Abstract

Gas-phase iron compounds strongly affect the flame structure already at very low concentrations, which implies the control of combustion efficiency, pollution formation, and materials synthesis in flames. The impact of iron pentacarbonyl on low-pressure premixed flames was investigated experimentally and numerically for a broad range of equivalence ratios. The burner was operated in top-to-bottom orientation, causing a strong effect of buoyancy on the flow field, a configuration, also known as buoyancy-opposed flame. The application of ultra-sensitive broadband intracavity laser absorption diagnostics enabled path-integrated measurements of gas-phase FeO in the particle-laden flow. Spatially-resolved temperature distributions were measured via OH laser-induced fluorescence. The measurements were complemented by detailed simulations of the down-firing flame to determine the (one-dimensional) flow field on the centerline of the burner.

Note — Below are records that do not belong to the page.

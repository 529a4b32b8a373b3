//! Hot-reload of the level catalog
//!
//! Watches the catalog file (e.g. config/levels.ron):
//! - Uses `notify` over the file's parent directory
//! - Re-parses and validates on modify/create of the watched file
//! - An invalid catalog is reported and the last good one stays in use
//! - `HotReloadStatus` snapshot for debug overlays

use notify::{Event, EventKind, RecommendedWatcher, RecursiveMode, Watcher};
use serde::{Deserialize, Serialize};
use std::ffi::OsString;
use std::path::{Path, PathBuf};
use std::sync::mpsc::{channel, Receiver};
use std::sync::Mutex;
use tracing::{error, info, warn};

use crate::error::{CoreError, CoreResult};
use crate::level::LevelCatalog;

/// Hot-reload status snapshot
#[derive(Debug, Clone, Default, PartialEq, Serialize, Deserialize)]
pub struct HotReloadStatus {
    pub watched_file: Option<String>,
    pub reload_count: u32,
    pub last_reload_success: bool,
    pub last_error: Option<String>,
}

impl HotReloadStatus {
    pub fn to_json(&self) -> String {
        serde_json::to_string(self).unwrap_or_default()
    }

    pub fn from_json(json: &str) -> Option<Self> {
        serde_json::from_str(json).ok()
    }
}

pub struct CatalogWatcher {
    path: PathBuf,
    file_name: OsString,
    _watcher: RecommendedWatcher,
    receiver: Mutex<Receiver<notify::Result<Event>>>,
    status: HotReloadStatus,
}

impl CatalogWatcher {
    /// Start watching `path`; the file must already exist
    pub fn watch(path: impl AsRef<Path>) -> CoreResult<Self> {
        let path = path.as_ref().to_path_buf();
        if !path.is_file() {
            return Err(CoreError::Io(std::io::Error::new(
                std::io::ErrorKind::NotFound,
                format!("catalog file not found: {}", path.display()),
            )));
        }
        let file_name = path
            .file_name()
            .map(|n| n.to_os_string())
            .unwrap_or_default();
        let parent = match path.parent() {
            Some(p) if !p.as_os_str().is_empty() => p.to_path_buf(),
            _ => PathBuf::from("."),
        };

        let (tx, rx) = channel();
        let mut watcher = notify::recommended_watcher(tx)?;
        watcher.watch(&parent, RecursiveMode::NonRecursive)?;
        info!("Hot-reload enabled for {:?}", path);

        Ok(Self {
            status: HotReloadStatus {
                watched_file: Some(path.display().to_string()),
                ..Default::default()
            },
            path,
            file_name,
            _watcher: watcher,
            receiver: Mutex::new(rx),
        })
    }

    pub fn path(&self) -> &Path {
        &self.path
    }

    pub fn status(&self) -> &HotReloadStatus {
        &self.status
    }

    /// Drain pending filesystem events; reload once if any touched the file
    pub fn poll(&mut self) -> Option<CoreResult<LevelCatalog>> {
        let receiver = match self.receiver.get_mut() {
            Ok(r) => r,
            Err(poisoned) => poisoned.into_inner(),
        };

        let mut touched = false;
        while let Ok(result) = receiver.try_recv() {
            match result {
                Ok(event) => touched |= is_catalog_event(&event, &self.file_name),
                Err(e) => warn!("File watcher error: {}", e),
            }
        }

        touched.then(|| self.reload())
    }

    /// Re-read the catalog now, recording the outcome in the status
    pub fn reload(&mut self) -> CoreResult<LevelCatalog> {
        match LevelCatalog::load(&self.path) {
            Ok(catalog) => {
                self.status.reload_count += 1;
                self.status.last_reload_success = true;
                self.status.last_error = None;
                info!(
                    "Catalog reloaded ({} levels, count: {})",
                    catalog.level_count(),
                    self.status.reload_count
                );
                Ok(catalog)
            }
            Err(e) => {
                self.status.last_reload_success = false;
                self.status.last_error = Some(e.to_string());
                error!("Catalog reload failed: {}", e);
                Err(e)
            }
        }
    }
}

/// A modify or create event on the watched file name
fn is_catalog_event(event: &Event, file_name: &OsString) -> bool {
    let relevant_kind = event.kind.is_modify() || matches!(event.kind, EventKind::Create(_));
    relevant_kind
        && event
            .paths
            .iter()
            .any(|p| p.file_name().is_some_and(|n| n == file_name.as_os_str()))
}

The experimental findings were the basis for extension of existing reaction schemes for iron-doped flames and a new skeletal scheme was proposed. Measured temperatures and normalized FeO concentrations were used to validate both the detailed and the skeletal scheme. The results of the optimization and reduction procedure helped to improve the understanding of the structure of the iron-doped flame and the role of iron-cluster formation in the interaction mechanisms which cause the flame inhibition or promotion by iron-compounds.